Inicialmente, debe referirse la situación en la que ocurrieron los hechos delictivos. Armas, heridas y circunstancias deben ser de conocimiento público para evitar las hipótesis aventuradas provocadoras de condenas apresuradas. Después, cabe esperar una investigación profunda para encontrar a los responsables. No puede permitirse un manto encubridor debido a los escándalos políticos nacionales.

El crecimiento de la brutalidad para enfrentar la miseria extrema en Alta Verapaz debe cesar. Nadie objeta que se haga cumplir la ley, pero es indecente actuar como si la pobreza elevada no tuviera atenazada a fuertes contingentes expulsados de la actividad agrícola de sobrevivencia. La creciente depresión de la caficultura y la instalación de plantaciones con baja contratación amerita considerar una inversión social para evitar la debacle humana. Un sector grande de la población está al borde de la inanición.

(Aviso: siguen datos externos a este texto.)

//! Error taxonomy for actor tool calls.
//!
//! None of these ever escape an infallible tool entry point: each operation
//! converts them into its normalized default (see [`ToolError::failure_reply`]).
//! Failures reported by the engine itself are not errors here; they are
//! relayed to the caller as part of the reply.

use crate::types::GeometryField;
use serde_json::{json, Value};
use thiserror::Error;

/// Failure reported by the external engine connection.
#[derive(Debug, Clone, Error, PartialEq, Eq)]
pub enum ConnectionError {
    /// No connection to the engine could be acquired.
    #[error("Unreal Engine connection unavailable: {0}")]
    Unavailable(String),
    /// The connection exists but the exchange failed.
    #[error("transport error: {0}")]
    Transport(String),
}

#[derive(Debug, Error)]
pub enum ToolError {
    #[error(transparent)]
    Connection(#[from] ConnectionError),

    #[error("Invalid {field} format. Must be a list of 3 float values.")]
    InvalidGeometry { field: GeometryField },

    #[error("malformed reply: expected {expected}, got {found}")]
    MalformedReply {
        expected: &'static str,
        found: String,
    },

    #[error("No response from Unreal Engine")]
    NoResponse,

    #[error("unknown tool '{0}'")]
    UnknownTool(String),

    #[error("invalid arguments for '{tool}': {source}")]
    InvalidArguments {
        tool: String,
        #[source]
        source: serde_json::Error,
    },

    #[error("failed to encode command parameters: {0}")]
    Serialize(#[from] serde_json::Error),
}

impl ToolError {
    /// `{success: false, message}` mapping for this error.
    pub fn failure_reply(&self) -> Value {
        failure_reply(self.to_string())
    }
}

/// Build the normalized failure mapping returned by mutating operations.
pub fn failure_reply(message: impl Into<String>) -> Value {
    json!({ "success": false, "message": message.into() })
}

pub type Result<T> = std::result::Result<T, ToolError>;
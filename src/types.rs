//! Core actor types shared across all modules.

use serde::{Deserialize, Serialize};

// ---------------------------------------------------------------------------
// Basic math
// ---------------------------------------------------------------------------

/// A validated float triple (location, rotation or scale).
///
/// Serialised as a 3-element JSON array, which is what the engine expects.
#[derive(Debug, Clone, Copy, Serialize, Deserialize, PartialEq)]
#[serde(from = "[f64; 3]", into = "[f64; 3]")]
pub struct Vec3 {
    pub x: f64,
    pub y: f64,
    pub z: f64,
}

impl Vec3 {
    pub fn new(x: f64, y: f64, z: f64) -> Self {
        Self { x, y, z }
    }

    pub fn zero() -> Self {
        Self::new(0.0, 0.0, 0.0)
    }

    pub fn one() -> Self {
        Self::new(1.0, 1.0, 1.0)
    }

    pub fn to_array(self) -> [f64; 3] {
        [self.x, self.y, self.z]
    }
}

impl From<[f64; 3]> for Vec3 {
    fn from([x, y, z]: [f64; 3]) -> Self {
        Self::new(x, y, z)
    }
}

impl From<Vec3> for [f64; 3] {
    fn from(v: Vec3) -> Self {
        v.to_array()
    }
}

impl std::fmt::Display for Vec3 {
    fn fmt(&self, f: &mut std::fmt::Formatter<'_>) -> std::fmt::Result {
        write!(f, "({:.2}, {:.2}, {:.2})", self.x, self.y, self.z)
    }
}

// ---------------------------------------------------------------------------
// Geometry fields
// ---------------------------------------------------------------------------

/// The three transform components an actor command may carry.
#[derive(Debug, Clone, Copy, PartialEq, Eq, Hash)]
pub enum GeometryField {
    Location,
    Rotation,
    Scale,
}

impl GeometryField {
    pub const ALL: [GeometryField; 3] = [Self::Location, Self::Rotation, Self::Scale];

    /// Parameter key used on the wire.
    pub fn key(self) -> &'static str {
        match self {
            Self::Location => "location",
            Self::Rotation => "rotation",
            Self::Scale => "scale",
        }
    }

    /// Value substituted when creating an actor without this field.
    pub fn default_value(self) -> Vec3 {
        match self {
            Self::Location | Self::Rotation => Vec3::zero(),
            Self::Scale => Vec3::one(),
        }
    }
}

impl std::fmt::Display for GeometryField {
    fn fmt(&self, f: &mut std::fmt::Formatter<'_>) -> std::fmt::Result {
        f.write_str(self.key())
    }
}
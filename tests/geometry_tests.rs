//! Geometry validation unit tests

#[cfg(test)]
mod tests {
    use serde_json::json;
    use unreal_mcp_actors::geometry::{resolve_triple, validate_triple};
    use unreal_mcp_actors::{
        ActorTools, CreateActorArgs, GeometryField, RecordingConnection, ToolError, Vec3,
    };

    #[test]
    fn well_formed_triple_is_accepted_unchanged() {
        let v = json!([1.5, -2.0, 300.25]);
        let out = validate_triple(GeometryField::Location, Some(&v)).unwrap();
        assert_eq!(out, Some(Vec3::new(1.5, -2.0, 300.25)));
    }

    #[test]
    fn elements_are_coerced_to_float() {
        let v = json!([1, "2.5", true]);
        let out = validate_triple(GeometryField::Rotation, Some(&v)).unwrap();
        assert_eq!(out, Some(Vec3::new(1.0, 2.5, 1.0)));
    }

    #[test]
    fn absent_or_null_is_none() {
        assert_eq!(validate_triple(GeometryField::Scale, None).unwrap(), None);
        assert_eq!(
            validate_triple(GeometryField::Scale, Some(&json!(null))).unwrap(),
            None
        );
    }

    #[test]
    fn wrong_length_is_rejected_with_field_name() {
        for bad in [json!([]), json!([1.0, 2.0]), json!([1.0, 2.0, 3.0, 4.0])] {
            let err = validate_triple(GeometryField::Location, Some(&bad)).unwrap_err();
            assert!(matches!(
                err,
                ToolError::InvalidGeometry {
                    field: GeometryField::Location
                }
            ));
            assert!(err.to_string().contains("location"));
        }
    }

    #[test]
    fn non_sequence_and_non_numeric_are_rejected() {
        assert!(validate_triple(GeometryField::Scale, Some(&json!("1,1,1"))).is_err());
        assert!(validate_triple(GeometryField::Scale, Some(&json!({"x": 1}))).is_err());
        assert!(validate_triple(GeometryField::Scale, Some(&json!([1, "abc", 3]))).is_err());
        assert!(validate_triple(GeometryField::Scale, Some(&json!([1, null, 3]))).is_err());
    }

    #[test]
    fn resolve_substitutes_field_defaults() {
        assert_eq!(resolve_triple(GeometryField::Location, None).unwrap(), Vec3::zero());
        assert_eq!(resolve_triple(GeometryField::Rotation, None).unwrap(), Vec3::zero());
        assert_eq!(resolve_triple(GeometryField::Scale, None).unwrap(), Vec3::one());
    }

    #[test]
    fn vec3_serialises_as_array() {
        assert_eq!(
            serde_json::to_value(Vec3::new(1.0, 2.0, 3.0)).unwrap(),
            json!([1.0, 2.0, 3.0])
        );
    }

    #[test]
    fn non_finite_components_are_rejected() {
        for bad in [json!(["nan", 0, 0]), json!([0, "inf", 0]), json!([0, 0, "-1e400"])] {
            let err = validate_triple(GeometryField::Location, Some(&bad)).unwrap_err();
            assert!(matches!(
                err,
                ToolError::InvalidGeometry {
                    field: GeometryField::Location
                }
            ));
        }
    }

    #[test]
    fn non_finite_location_aborts_create_before_sending() {
        let conn = RecordingConnection::new().with_reply(json!({"success": true}));
        let tools = ActorTools::new(conn);
        let mut args = CreateActorArgs::new("Box1", "cube");
        args.location = Some(json!(["nan", "1e400", 0]));

        let reply = tools.create_actor(&args);
        assert_eq!(reply["success"], json!(false));
        assert!(reply["message"]
            .as_str()
            .unwrap()
            .starts_with("Invalid location format"));
        assert_eq!(tools.connection().sent_count(), 0);
    }
}
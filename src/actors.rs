//! ActorTools – the six actor operations exposed to tool callers.
//!
//! Every operation comes in two forms:
//!
//! - `try_*` returns `Result<T, ToolError>` so callers can see what failed;
//! - the plain form never fails. It logs the error and returns the
//!   operation's normalized default instead (`[]`, `{}` or
//!   `{success: false, message}`).
//!
//! Failures reported by the engine inside a reply are relayed unchanged.

use crate::connection::EngineConnection;
use crate::error::{failure_reply, Result, ToolError};
use crate::geometry::{resolve_triple, validate_triple};
use crate::protocol::{
    self, commands, ActorName, CreateActor, FindActorsByName, NoParams, SetActorTransform,
};
use crate::response::{normalize, remote_failure, NormalizeMode, ReplyShape};
use crate::types::GeometryField;
use log::{debug, error, info, warn};
use schemars::JsonSchema;
use serde::{Deserialize, Serialize};
use serde_json::{json, Value};

// ---------------------------------------------------------------------------
// Tool arguments
// ---------------------------------------------------------------------------

#[derive(Debug, Clone, Default, Serialize, Deserialize, JsonSchema)]
pub struct GetActorsInLevelArgs {}

#[derive(Debug, Clone, Serialize, Deserialize, JsonSchema)]
pub struct FindActorsByNameArgs {
    /// Name pattern to match actors against
    pub pattern: String,
}

#[derive(Debug, Clone, Serialize, Deserialize, JsonSchema)]
pub struct CreateActorArgs {
    /// Name of the new actor
    pub name: String,
    /// Actor type, e.g. "cube", "sphere", "point_light" (case-insensitive)
    #[serde(rename = "type")]
    pub actor_type: String,
    /// World location [x, y, z]; defaults to [0, 0, 0]
    #[serde(default, skip_serializing_if = "Option::is_none")]
    #[schemars(with = "Option<[f64; 3]>")]
    pub location: Option<Value>,
    /// Rotation [pitch, yaw, roll] in degrees; defaults to [0, 0, 0]
    #[serde(default, skip_serializing_if = "Option::is_none")]
    #[schemars(with = "Option<[f64; 3]>")]
    pub rotation: Option<Value>,
    /// Scale [x, y, z]; defaults to [1, 1, 1]
    #[serde(default, skip_serializing_if = "Option::is_none")]
    #[schemars(with = "Option<[f64; 3]>")]
    pub scale: Option<Value>,
}

impl CreateActorArgs {
    pub fn new(name: impl Into<String>, actor_type: impl Into<String>) -> Self {
        Self {
            name: name.into(),
            actor_type: actor_type.into(),
            location: None,
            rotation: None,
            scale: None,
        }
    }

    pub fn location(mut self, v: [f64; 3]) -> Self {
        self.location = Some(json!(v));
        self
    }

    pub fn rotation(mut self, v: [f64; 3]) -> Self {
        self.rotation = Some(json!(v));
        self
    }

    pub fn scale(mut self, v: [f64; 3]) -> Self {
        self.scale = Some(json!(v));
        self
    }
}

#[derive(Debug, Clone, Serialize, Deserialize, JsonSchema)]
pub struct ActorNameArgs {
    /// Name of the target actor
    pub name: String,
}

impl ActorNameArgs {
    pub fn new(name: impl Into<String>) -> Self {
        Self { name: name.into() }
    }
}

#[derive(Debug, Clone, Serialize, Deserialize, JsonSchema)]
pub struct SetActorTransformArgs {
    /// Name of the target actor
    pub name: String,
    /// New location [x, y, z]; omitted leaves it unchanged
    #[serde(default, skip_serializing_if = "Option::is_none")]
    #[schemars(with = "Option<[f64; 3]>")]
    pub location: Option<Value>,
    /// New rotation [pitch, yaw, roll]; omitted leaves it unchanged
    #[serde(default, skip_serializing_if = "Option::is_none")]
    #[schemars(with = "Option<[f64; 3]>")]
    pub rotation: Option<Value>,
    /// New scale [x, y, z]; omitted leaves it unchanged
    #[serde(default, skip_serializing_if = "Option::is_none")]
    #[schemars(with = "Option<[f64; 3]>")]
    pub scale: Option<Value>,
}

impl SetActorTransformArgs {
    pub fn new(name: impl Into<String>) -> Self {
        Self {
            name: name.into(),
            location: None,
            rotation: None,
            scale: None,
        }
    }

    pub fn location(mut self, v: [f64; 3]) -> Self {
        self.location = Some(json!(v));
        self
    }

    pub fn rotation(mut self, v: [f64; 3]) -> Self {
        self.rotation = Some(json!(v));
        self
    }

    pub fn scale(mut self, v: [f64; 3]) -> Self {
        self.scale = Some(json!(v));
        self
    }
}

// ---------------------------------------------------------------------------
// ActorTools
// ---------------------------------------------------------------------------

/// Actor operations bound to one engine connection.
///
/// Holds no state besides the connection; every call is independent.
pub struct ActorTools<C> {
    conn: C,
}

impl<C: EngineConnection> ActorTools<C> {
    pub fn new(conn: C) -> Self {
        Self { conn }
    }

    pub fn connection(&self) -> &C {
        &self.conn
    }

    // -----------------------------------------------------------------------
    // Queries
    // -----------------------------------------------------------------------

    pub fn try_get_actors_in_level(&self) -> Result<Vec<Value>> {
        let reply = self.send(commands::GET_ACTORS_IN_LEVEL, &NoParams {})?;
        Ok(normalize(reply.as_ref(), &NormalizeMode::ListContent)?.into_items())
    }

    /// All actors in the current level; `[]` on any failure.
    pub fn get_actors_in_level(&self) -> Vec<Value> {
        self.try_get_actors_in_level().unwrap_or_else(|e| {
            error!("Error getting actors: {}", e);
            Vec::new()
        })
    }

    pub fn try_find_actors_by_name(&self, args: &FindActorsByNameArgs) -> Result<Vec<Value>> {
        let payload = FindActorsByName {
            pattern: args.pattern.clone(),
        };
        let reply = self.send(commands::FIND_ACTORS_BY_NAME, &payload)?;
        Ok(normalize(reply.as_ref(), &NormalizeMode::list_field("actors"))?.into_items())
    }

    /// Actors whose name matches `pattern`; `[]` on any failure.
    pub fn find_actors_by_name(&self, args: &FindActorsByNameArgs) -> Vec<Value> {
        self.try_find_actors_by_name(args).unwrap_or_else(|e| {
            error!("Error finding actors: {}", e);
            Vec::new()
        })
    }

    pub fn try_get_actor_properties(&self, args: &ActorNameArgs) -> Result<Value> {
        self.named_passthrough(commands::GET_ACTOR_PROPERTIES, &args.name)
    }

    pub fn get_actor_properties(&self, args: &ActorNameArgs) -> Value {
        self.try_get_actor_properties(args).unwrap_or_else(|e| {
            error!("Error getting properties: {}", e);
            empty_reply()
        })
    }

    // -----------------------------------------------------------------------
    // Mutations
    // -----------------------------------------------------------------------

    /// Create an actor. Missing geometry falls back to the field defaults and
    /// the type is upper-cased before sending.
    pub fn try_create_actor(&self, args: &CreateActorArgs) -> Result<Value> {
        let payload = CreateActor {
            name: args.name.clone(),
            actor_type: args.actor_type.to_uppercase(),
            location: resolve_triple(GeometryField::Location, args.location.as_ref())?,
            rotation: resolve_triple(GeometryField::Rotation, args.rotation.as_ref())?,
            scale: resolve_triple(GeometryField::Scale, args.scale.as_ref())?,
        };

        info!(
            "Creating actor '{}' of type '{}' at {} rot {} scale {}",
            payload.name, payload.actor_type, payload.location, payload.rotation, payload.scale
        );
        let reply = self.send(commands::CREATE_ACTOR, &payload)?;

        match ReplyShape::detect(reply.as_ref()) {
            ReplyShape::Empty => Err(ToolError::NoResponse),
            _ => {
                let reply = reply.unwrap_or_default();
                info!("Actor creation response: {}", reply);
                Ok(reply)
            }
        }
    }

    /// Create an actor; any failure becomes `{success: false, message}`.
    pub fn create_actor(&self, args: &CreateActorArgs) -> Value {
        self.try_create_actor(args).unwrap_or_else(|e| {
            let reply = match e {
                ToolError::InvalidGeometry { .. } | ToolError::NoResponse => e.failure_reply(),
                _ => failure_reply(format!("Error creating actor: {}", e)),
            };
            error!("Actor creation failed: {}", reply["message"]);
            reply
        })
    }

    pub fn try_delete_actor(&self, args: &ActorNameArgs) -> Result<Value> {
        self.named_passthrough(commands::DELETE_ACTOR, &args.name)
    }

    pub fn delete_actor(&self, args: &ActorNameArgs) -> Value {
        self.try_delete_actor(args).unwrap_or_else(|e| {
            error!("Error deleting actor: {}", e);
            empty_reply()
        })
    }

    /// Update an actor's transform. Only supplied fields are sent; omitted
    /// fields keep their current engine-side value.
    pub fn try_set_actor_transform(&self, args: &SetActorTransformArgs) -> Result<Value> {
        let payload = SetActorTransform {
            name: args.name.clone(),
            location: validate_triple(GeometryField::Location, args.location.as_ref())?,
            rotation: validate_triple(GeometryField::Rotation, args.rotation.as_ref())?,
            scale: validate_triple(GeometryField::Scale, args.scale.as_ref())?,
        };
        let reply = self.send(commands::SET_ACTOR_TRANSFORM, &payload)?;
        passthrough(reply)
    }

    /// Invalid geometry yields `{success: false, message}`; other failures `{}`.
    pub fn set_actor_transform(&self, args: &SetActorTransformArgs) -> Value {
        self.try_set_actor_transform(args)
            .unwrap_or_else(|e| match e {
                ToolError::InvalidGeometry { .. } => e.failure_reply(),
                _ => {
                    error!("Error setting transform: {}", e);
                    empty_reply()
                }
            })
    }

    // -----------------------------------------------------------------------
    // Plumbing
    // -----------------------------------------------------------------------

    fn named_passthrough(&self, command: &str, name: &str) -> Result<Value> {
        let payload = ActorName {
            name: name.to_string(),
        };
        let reply = self.send(command, &payload)?;
        passthrough(reply)
    }

    /// Encode `payload`, send it, and log any failure the engine reports.
    fn send<T: Serialize>(&self, command: &str, payload: &T) -> Result<Option<Value>> {
        let params = protocol::to_params(payload)?;
        debug!("Sending '{}' with params: {:?}", command, params);

        let reply = self.conn.send_command(command, &params)?;

        if let Some(message) = reply.as_ref().and_then(remote_failure) {
            warn!("Engine reported failure for '{}': {}", command, message);
        }
        Ok(reply)
    }
}

fn passthrough(reply: Option<Value>) -> Result<Value> {
    Ok(normalize(
        reply.as_ref(),
        &NormalizeMode::PassthroughOrDefault(empty_reply()),
    )?
    .into_value())
}

fn empty_reply() -> Value {
    Value::Object(Default::default())
}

Deben promoverse obras públicas municipales, abiertas tanto a hombres como mujeres, que sean un paliativo a la falta de oferta de empleo. De igual manera, promover la movilidad de los desocupados por medio de transporte subsidiado a lugares con oferta ocupacional. No se trata de un programa de desarrollo social, de seguridad alimentaria ni otros que tienen programas de dudosa eficacia en el presupuesto, sino de un esfuerzo emergente para evitar el crecimiento de males sociales.

Cuando se tensa la conflictividad, grupos que responden a los intereses creados agreden a los activistas que expresan los sentimientos de los sectores sociales deprimidos. Los agresores se engañan, pues creen que silenciando al discurso reivindicativo se terminarán los problemas.

Al encastillarse en fincas y plantaciones se forman bolsones de miseria. La vivienda es altamente precaria, los niños carecen de cuidados y la desintegración familiar generaliza hogares en la pobreza al cuidado de mujeres cargadas de hijos. El paisaje es deprimente. Algunas antiguas fincas expropiadas a los alemanes en la Segunda Guerra Mundial muestran esa situación. Pequeños valles en la montaña con tierras improductivas están cercados por fincas celosas de sus posesiones.

En consecuencia, el gobierno debe intervenir. Se trata de una acción de emergencia, debe ofrecer salidas. No se puede esperar al crecimiento de la economía para alentar la ocupación, pues el crecimiento poblacional es el doble en estas regiones. De esa cuenta, el número de necesitados siempre está por encima de las oportunidades económicas.

La violencia contra los líderes populares se detiene cuando el gobierno toma acción. Cuando se limita a lamentar los hechos y excusar autoría se va por mal camino. Obviamente algunos discursos anclados en el pasado repiten estribillos y señalamientos, sin presentar pruebas. Aunque es reprochable esa actitud demagógica, un motivo concurrente se encuentra en la inacción de la autoridad. Se deben condenar los asesinatos. La autoridad no debe dejar que terratenientes y funcionarios de plantaciones expresen puntos de vista que llamen a la represión delictuosa.

La paz necesita un sentido alto de justicia, donde la impunidad no tiene cabida.